- THE PROBLEM
Given the listing below, write out exactly the lines starting with the line that has "server-side; any shape" and going on through the line that has "#[derive(Debug, Clone, Copy, PartialEq, Eq, Error)]", both kept.

- DATA EXTRACTS
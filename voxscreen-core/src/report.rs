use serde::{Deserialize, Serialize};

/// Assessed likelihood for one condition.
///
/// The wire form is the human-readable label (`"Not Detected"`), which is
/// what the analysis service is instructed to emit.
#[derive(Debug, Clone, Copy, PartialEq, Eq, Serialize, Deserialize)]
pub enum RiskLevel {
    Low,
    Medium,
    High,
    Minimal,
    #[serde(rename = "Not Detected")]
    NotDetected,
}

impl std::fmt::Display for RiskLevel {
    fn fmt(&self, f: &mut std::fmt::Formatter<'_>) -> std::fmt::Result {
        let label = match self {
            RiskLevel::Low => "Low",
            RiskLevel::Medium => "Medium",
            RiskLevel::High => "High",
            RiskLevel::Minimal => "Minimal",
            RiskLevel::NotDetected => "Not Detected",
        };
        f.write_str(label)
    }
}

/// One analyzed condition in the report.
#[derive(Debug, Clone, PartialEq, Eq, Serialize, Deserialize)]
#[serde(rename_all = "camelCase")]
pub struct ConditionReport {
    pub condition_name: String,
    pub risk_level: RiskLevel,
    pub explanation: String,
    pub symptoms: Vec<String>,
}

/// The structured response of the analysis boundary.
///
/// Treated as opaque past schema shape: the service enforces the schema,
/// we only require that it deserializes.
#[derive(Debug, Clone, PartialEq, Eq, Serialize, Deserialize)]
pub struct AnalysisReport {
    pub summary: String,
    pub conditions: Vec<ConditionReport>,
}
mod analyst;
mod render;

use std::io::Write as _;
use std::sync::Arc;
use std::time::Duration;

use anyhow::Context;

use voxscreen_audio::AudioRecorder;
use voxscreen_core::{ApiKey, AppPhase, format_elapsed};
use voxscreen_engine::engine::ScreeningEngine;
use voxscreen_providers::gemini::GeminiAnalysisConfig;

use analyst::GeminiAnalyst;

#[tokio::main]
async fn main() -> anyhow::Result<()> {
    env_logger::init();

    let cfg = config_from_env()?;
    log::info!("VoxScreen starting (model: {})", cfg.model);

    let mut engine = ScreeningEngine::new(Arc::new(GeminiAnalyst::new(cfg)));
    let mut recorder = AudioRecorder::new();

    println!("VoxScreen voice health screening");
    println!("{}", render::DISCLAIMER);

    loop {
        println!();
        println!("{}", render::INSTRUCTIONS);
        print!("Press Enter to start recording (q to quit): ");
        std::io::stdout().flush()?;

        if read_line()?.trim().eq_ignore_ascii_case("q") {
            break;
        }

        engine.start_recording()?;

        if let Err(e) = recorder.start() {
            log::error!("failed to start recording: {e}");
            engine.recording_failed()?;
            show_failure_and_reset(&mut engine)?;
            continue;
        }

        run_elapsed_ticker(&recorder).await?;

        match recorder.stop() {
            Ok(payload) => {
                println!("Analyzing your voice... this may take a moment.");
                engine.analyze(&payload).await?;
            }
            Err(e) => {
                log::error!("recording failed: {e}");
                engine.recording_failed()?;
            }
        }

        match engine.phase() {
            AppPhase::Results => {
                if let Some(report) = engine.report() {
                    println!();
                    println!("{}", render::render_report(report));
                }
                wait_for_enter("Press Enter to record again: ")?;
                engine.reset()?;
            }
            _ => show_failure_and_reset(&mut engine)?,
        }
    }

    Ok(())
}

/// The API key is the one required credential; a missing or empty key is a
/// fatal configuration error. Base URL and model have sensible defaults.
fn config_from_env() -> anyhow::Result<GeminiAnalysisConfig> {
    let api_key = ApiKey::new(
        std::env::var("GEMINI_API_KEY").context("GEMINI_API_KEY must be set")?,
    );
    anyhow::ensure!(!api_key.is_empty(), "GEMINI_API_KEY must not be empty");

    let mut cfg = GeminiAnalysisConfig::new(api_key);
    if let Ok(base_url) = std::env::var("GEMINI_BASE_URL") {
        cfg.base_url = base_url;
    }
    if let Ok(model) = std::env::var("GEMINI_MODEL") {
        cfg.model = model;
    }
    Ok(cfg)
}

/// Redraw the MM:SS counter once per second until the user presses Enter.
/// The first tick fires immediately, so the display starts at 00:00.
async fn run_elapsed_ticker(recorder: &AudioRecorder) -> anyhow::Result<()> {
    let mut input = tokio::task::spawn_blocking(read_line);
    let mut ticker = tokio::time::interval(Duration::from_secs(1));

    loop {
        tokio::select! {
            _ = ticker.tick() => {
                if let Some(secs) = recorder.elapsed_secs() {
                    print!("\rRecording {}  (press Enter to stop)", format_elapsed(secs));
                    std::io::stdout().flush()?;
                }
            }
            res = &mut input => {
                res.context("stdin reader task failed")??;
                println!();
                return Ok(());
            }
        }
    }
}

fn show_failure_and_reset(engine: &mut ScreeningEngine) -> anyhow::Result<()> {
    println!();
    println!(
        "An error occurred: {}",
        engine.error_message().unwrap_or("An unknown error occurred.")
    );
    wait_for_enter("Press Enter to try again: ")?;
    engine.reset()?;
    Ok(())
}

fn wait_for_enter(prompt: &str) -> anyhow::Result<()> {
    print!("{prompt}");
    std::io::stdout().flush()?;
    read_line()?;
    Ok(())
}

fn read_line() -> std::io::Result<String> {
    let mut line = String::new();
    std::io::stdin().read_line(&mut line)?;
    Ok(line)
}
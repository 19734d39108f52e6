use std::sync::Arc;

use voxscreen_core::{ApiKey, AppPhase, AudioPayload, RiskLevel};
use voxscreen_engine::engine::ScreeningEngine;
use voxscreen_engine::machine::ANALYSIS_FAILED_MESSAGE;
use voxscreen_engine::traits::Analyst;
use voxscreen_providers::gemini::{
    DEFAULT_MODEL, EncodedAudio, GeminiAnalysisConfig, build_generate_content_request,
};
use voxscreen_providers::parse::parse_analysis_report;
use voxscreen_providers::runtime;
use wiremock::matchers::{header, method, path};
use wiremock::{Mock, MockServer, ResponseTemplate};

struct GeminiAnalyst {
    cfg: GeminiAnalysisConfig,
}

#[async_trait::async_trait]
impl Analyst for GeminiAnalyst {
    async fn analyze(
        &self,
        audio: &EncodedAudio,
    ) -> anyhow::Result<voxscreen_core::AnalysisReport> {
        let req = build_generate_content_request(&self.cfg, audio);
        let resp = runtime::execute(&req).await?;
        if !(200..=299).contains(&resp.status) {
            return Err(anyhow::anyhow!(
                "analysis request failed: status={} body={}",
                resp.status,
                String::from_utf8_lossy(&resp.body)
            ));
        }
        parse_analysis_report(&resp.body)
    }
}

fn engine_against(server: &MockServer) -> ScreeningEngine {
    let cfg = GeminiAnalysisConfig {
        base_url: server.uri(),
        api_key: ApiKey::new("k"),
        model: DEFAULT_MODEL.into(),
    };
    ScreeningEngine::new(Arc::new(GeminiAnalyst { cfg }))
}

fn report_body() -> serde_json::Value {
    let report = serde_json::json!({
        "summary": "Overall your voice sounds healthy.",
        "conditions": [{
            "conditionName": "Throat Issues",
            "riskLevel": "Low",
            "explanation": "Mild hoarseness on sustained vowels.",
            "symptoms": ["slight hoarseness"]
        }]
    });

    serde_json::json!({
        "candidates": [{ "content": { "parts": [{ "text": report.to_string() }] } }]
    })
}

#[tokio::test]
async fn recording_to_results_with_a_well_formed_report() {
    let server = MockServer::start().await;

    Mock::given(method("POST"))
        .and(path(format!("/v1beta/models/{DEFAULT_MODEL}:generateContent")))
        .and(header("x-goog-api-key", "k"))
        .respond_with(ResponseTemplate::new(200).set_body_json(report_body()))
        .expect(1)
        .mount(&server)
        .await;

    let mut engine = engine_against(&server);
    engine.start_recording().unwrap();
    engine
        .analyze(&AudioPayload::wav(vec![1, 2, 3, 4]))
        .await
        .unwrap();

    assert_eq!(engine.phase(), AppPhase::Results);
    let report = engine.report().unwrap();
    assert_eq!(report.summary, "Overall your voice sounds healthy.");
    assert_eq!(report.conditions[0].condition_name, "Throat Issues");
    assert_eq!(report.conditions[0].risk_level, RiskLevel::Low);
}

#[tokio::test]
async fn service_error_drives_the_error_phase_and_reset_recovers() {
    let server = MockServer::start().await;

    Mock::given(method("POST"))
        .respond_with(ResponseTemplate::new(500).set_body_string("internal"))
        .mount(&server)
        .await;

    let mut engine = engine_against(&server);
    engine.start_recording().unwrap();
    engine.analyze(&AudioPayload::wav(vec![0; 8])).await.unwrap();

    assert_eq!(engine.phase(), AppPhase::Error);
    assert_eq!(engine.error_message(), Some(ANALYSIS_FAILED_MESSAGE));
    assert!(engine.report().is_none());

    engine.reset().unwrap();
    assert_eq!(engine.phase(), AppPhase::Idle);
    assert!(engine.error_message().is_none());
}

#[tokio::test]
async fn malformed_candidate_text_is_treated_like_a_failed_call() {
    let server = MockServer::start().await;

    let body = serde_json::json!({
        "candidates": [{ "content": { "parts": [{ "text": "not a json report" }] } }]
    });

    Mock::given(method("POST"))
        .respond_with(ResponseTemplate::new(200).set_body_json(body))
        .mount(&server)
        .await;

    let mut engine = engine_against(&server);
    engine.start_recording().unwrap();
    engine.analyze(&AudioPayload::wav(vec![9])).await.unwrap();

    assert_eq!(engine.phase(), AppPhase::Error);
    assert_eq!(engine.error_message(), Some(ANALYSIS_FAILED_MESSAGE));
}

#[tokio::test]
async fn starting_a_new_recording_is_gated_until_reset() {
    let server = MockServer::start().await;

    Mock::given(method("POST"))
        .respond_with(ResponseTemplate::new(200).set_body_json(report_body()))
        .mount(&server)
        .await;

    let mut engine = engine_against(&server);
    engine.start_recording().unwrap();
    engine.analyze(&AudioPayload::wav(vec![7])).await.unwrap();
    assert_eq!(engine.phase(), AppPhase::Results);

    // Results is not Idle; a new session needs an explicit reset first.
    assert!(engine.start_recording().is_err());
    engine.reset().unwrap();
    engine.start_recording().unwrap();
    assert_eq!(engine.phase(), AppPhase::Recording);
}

---

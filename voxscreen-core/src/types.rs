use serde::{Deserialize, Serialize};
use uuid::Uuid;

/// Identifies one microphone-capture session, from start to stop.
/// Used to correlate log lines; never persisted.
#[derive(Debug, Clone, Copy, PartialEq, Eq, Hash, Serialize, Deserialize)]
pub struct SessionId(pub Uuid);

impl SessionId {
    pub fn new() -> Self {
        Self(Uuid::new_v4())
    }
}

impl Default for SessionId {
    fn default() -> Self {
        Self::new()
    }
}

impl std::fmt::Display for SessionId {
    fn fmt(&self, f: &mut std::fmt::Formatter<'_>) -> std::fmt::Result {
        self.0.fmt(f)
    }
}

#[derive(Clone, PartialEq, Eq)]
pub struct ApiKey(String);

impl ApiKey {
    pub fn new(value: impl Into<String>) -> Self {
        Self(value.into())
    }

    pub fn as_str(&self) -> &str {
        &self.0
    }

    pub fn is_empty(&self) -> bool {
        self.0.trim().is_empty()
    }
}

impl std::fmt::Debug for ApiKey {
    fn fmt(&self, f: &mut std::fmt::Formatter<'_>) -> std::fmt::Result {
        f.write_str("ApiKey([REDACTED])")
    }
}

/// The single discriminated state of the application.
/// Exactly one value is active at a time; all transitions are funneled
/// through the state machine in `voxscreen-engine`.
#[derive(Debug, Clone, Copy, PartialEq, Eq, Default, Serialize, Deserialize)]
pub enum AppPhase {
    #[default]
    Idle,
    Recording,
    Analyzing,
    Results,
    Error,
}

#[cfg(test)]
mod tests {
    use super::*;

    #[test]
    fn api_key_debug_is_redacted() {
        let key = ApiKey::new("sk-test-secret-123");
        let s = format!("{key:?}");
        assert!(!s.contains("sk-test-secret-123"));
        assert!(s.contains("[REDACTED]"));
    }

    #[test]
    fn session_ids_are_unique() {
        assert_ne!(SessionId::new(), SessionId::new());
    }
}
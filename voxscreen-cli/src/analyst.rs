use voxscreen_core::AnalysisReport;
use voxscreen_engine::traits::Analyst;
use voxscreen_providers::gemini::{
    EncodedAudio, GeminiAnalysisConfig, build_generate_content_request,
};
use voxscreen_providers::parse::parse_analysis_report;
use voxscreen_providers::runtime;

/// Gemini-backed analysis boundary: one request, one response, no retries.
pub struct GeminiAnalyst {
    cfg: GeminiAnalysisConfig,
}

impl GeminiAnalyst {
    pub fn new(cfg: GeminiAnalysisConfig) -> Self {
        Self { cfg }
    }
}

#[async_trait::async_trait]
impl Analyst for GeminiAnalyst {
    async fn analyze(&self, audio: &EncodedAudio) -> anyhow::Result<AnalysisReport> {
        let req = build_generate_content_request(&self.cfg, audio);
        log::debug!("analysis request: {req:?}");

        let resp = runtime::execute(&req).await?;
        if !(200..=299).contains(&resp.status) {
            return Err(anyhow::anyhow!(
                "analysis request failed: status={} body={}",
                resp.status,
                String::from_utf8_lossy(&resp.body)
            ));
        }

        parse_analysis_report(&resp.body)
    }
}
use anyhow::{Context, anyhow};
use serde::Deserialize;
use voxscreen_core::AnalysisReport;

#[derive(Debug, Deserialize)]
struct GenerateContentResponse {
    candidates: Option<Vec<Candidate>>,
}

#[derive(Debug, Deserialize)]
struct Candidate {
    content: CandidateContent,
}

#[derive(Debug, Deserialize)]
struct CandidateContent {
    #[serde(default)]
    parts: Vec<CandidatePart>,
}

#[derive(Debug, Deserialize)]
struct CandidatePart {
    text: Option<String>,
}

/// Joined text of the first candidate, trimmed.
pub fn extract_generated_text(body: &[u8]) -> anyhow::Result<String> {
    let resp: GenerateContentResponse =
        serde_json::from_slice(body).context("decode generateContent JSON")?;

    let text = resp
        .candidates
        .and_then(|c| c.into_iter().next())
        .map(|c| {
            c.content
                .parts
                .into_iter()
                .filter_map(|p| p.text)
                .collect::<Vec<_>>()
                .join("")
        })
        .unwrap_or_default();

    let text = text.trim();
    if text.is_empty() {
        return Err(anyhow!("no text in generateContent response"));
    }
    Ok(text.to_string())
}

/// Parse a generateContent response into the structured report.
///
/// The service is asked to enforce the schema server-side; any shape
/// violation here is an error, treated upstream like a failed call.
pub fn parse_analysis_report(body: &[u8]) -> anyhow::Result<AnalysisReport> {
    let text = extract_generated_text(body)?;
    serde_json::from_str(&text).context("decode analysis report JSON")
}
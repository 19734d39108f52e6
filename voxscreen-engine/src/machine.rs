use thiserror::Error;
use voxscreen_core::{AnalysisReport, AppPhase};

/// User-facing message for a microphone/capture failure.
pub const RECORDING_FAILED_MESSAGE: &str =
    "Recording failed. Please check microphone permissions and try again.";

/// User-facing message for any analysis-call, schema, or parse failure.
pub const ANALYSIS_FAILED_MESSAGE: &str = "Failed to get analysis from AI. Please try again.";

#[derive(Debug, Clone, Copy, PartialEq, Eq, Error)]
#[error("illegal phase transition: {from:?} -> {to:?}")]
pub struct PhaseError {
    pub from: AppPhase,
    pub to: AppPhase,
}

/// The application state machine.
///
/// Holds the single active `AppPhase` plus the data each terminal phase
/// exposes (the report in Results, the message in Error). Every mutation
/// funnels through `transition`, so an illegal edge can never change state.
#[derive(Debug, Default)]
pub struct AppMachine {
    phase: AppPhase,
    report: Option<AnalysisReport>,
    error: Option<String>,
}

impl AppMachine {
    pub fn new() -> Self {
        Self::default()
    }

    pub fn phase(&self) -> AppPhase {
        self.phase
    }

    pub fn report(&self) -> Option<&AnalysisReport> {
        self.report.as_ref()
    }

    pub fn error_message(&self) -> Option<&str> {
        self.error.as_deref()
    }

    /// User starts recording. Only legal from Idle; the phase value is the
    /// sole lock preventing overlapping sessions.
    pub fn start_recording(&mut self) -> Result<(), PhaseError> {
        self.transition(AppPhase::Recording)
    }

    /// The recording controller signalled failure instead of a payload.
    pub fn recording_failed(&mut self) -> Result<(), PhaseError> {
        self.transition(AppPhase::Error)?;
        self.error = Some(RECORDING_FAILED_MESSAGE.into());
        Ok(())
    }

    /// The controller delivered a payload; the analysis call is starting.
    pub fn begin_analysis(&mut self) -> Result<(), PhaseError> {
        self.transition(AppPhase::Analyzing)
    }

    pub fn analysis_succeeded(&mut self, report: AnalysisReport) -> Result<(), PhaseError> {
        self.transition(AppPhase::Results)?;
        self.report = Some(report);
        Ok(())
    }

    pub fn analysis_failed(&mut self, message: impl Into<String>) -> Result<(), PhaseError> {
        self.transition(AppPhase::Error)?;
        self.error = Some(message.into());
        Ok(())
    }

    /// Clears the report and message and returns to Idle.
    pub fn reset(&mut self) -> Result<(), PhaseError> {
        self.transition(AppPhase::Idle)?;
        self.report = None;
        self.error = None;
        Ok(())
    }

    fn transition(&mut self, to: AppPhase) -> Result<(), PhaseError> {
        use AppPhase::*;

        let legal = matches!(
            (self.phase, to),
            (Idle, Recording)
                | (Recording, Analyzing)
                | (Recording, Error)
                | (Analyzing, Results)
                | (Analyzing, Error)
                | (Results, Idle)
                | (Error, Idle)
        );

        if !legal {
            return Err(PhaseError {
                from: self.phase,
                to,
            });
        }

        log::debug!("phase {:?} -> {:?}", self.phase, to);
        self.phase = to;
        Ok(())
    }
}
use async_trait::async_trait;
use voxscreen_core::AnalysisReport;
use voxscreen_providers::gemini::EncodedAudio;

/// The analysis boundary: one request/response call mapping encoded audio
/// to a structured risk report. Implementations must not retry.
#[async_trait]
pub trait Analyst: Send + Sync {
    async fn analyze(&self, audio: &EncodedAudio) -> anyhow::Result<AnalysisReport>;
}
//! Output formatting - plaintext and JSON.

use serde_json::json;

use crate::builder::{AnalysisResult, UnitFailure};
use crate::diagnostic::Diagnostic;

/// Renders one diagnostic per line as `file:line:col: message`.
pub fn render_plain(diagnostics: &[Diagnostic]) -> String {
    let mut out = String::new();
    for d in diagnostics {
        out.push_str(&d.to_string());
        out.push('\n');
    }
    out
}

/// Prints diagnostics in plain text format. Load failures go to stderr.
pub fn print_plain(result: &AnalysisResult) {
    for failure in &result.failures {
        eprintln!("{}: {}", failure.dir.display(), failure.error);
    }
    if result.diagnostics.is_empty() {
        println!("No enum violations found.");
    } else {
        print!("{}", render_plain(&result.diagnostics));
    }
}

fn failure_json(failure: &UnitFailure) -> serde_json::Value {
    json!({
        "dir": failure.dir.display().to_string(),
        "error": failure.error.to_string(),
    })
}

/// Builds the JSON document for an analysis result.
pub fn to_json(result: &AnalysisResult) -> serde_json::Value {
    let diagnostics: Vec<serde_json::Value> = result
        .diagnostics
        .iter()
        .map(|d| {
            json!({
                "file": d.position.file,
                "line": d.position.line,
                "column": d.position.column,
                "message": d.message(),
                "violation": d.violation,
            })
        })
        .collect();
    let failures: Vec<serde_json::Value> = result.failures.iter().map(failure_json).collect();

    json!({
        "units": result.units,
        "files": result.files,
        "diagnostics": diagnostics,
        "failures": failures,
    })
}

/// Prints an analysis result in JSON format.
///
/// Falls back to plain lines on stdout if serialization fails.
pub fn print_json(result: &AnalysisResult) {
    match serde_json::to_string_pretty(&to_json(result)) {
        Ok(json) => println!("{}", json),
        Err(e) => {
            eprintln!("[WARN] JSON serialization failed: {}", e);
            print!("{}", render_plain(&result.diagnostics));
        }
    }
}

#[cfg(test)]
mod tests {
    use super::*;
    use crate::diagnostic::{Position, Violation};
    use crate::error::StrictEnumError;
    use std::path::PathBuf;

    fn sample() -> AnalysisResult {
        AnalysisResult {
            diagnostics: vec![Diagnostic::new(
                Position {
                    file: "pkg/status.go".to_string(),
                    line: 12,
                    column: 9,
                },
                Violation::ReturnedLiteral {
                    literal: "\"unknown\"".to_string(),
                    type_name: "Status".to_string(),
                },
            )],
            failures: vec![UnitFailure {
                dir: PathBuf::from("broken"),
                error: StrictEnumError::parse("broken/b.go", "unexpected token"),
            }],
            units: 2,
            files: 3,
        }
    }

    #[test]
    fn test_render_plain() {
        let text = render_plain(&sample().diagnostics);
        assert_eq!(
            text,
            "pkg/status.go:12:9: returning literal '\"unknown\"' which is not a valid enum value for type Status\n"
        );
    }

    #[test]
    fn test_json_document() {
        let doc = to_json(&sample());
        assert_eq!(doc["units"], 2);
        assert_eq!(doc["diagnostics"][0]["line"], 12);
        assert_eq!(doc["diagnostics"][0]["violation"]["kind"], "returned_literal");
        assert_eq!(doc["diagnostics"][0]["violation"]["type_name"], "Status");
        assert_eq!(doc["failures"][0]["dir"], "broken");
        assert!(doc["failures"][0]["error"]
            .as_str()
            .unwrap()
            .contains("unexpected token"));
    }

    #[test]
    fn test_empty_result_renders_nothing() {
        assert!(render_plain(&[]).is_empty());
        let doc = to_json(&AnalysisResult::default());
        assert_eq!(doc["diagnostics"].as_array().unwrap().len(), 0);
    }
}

- SOLUTION FOR THIS TASK
/// The service is asked to enforce the schema server-side; any shape
/// violation here is an error, treated upstream like a failed call.
pub fn parse_analysis_report(body: &[u8]) -> anyhow::Result<AnalysisReport> {
    let text = extract_generated_text(body)?;
    serde_json::from_str(&text).context("decode analysis report JSON")
}
repository 19734d39108f52e6
filename voxscreen-engine/src/machine.rs
use thiserror::Error;
use voxscreen_core::{AnalysisReport, AppPhase};

/// User-facing message for a microphone/capture failure.
pub const RECORDING_FAILED_MESSAGE: &str =
    "Recording failed. Please check microphone permissions and try again.";

/// User-facing message for any analysis-call, schema, or parse failure.
pub const ANALYSIS_FAILED_MESSAGE: &str = "Failed to get analysis from AI. Please try again.";

#[derive(Debug, Clone, Copy, PartialEq, Eq, Error)]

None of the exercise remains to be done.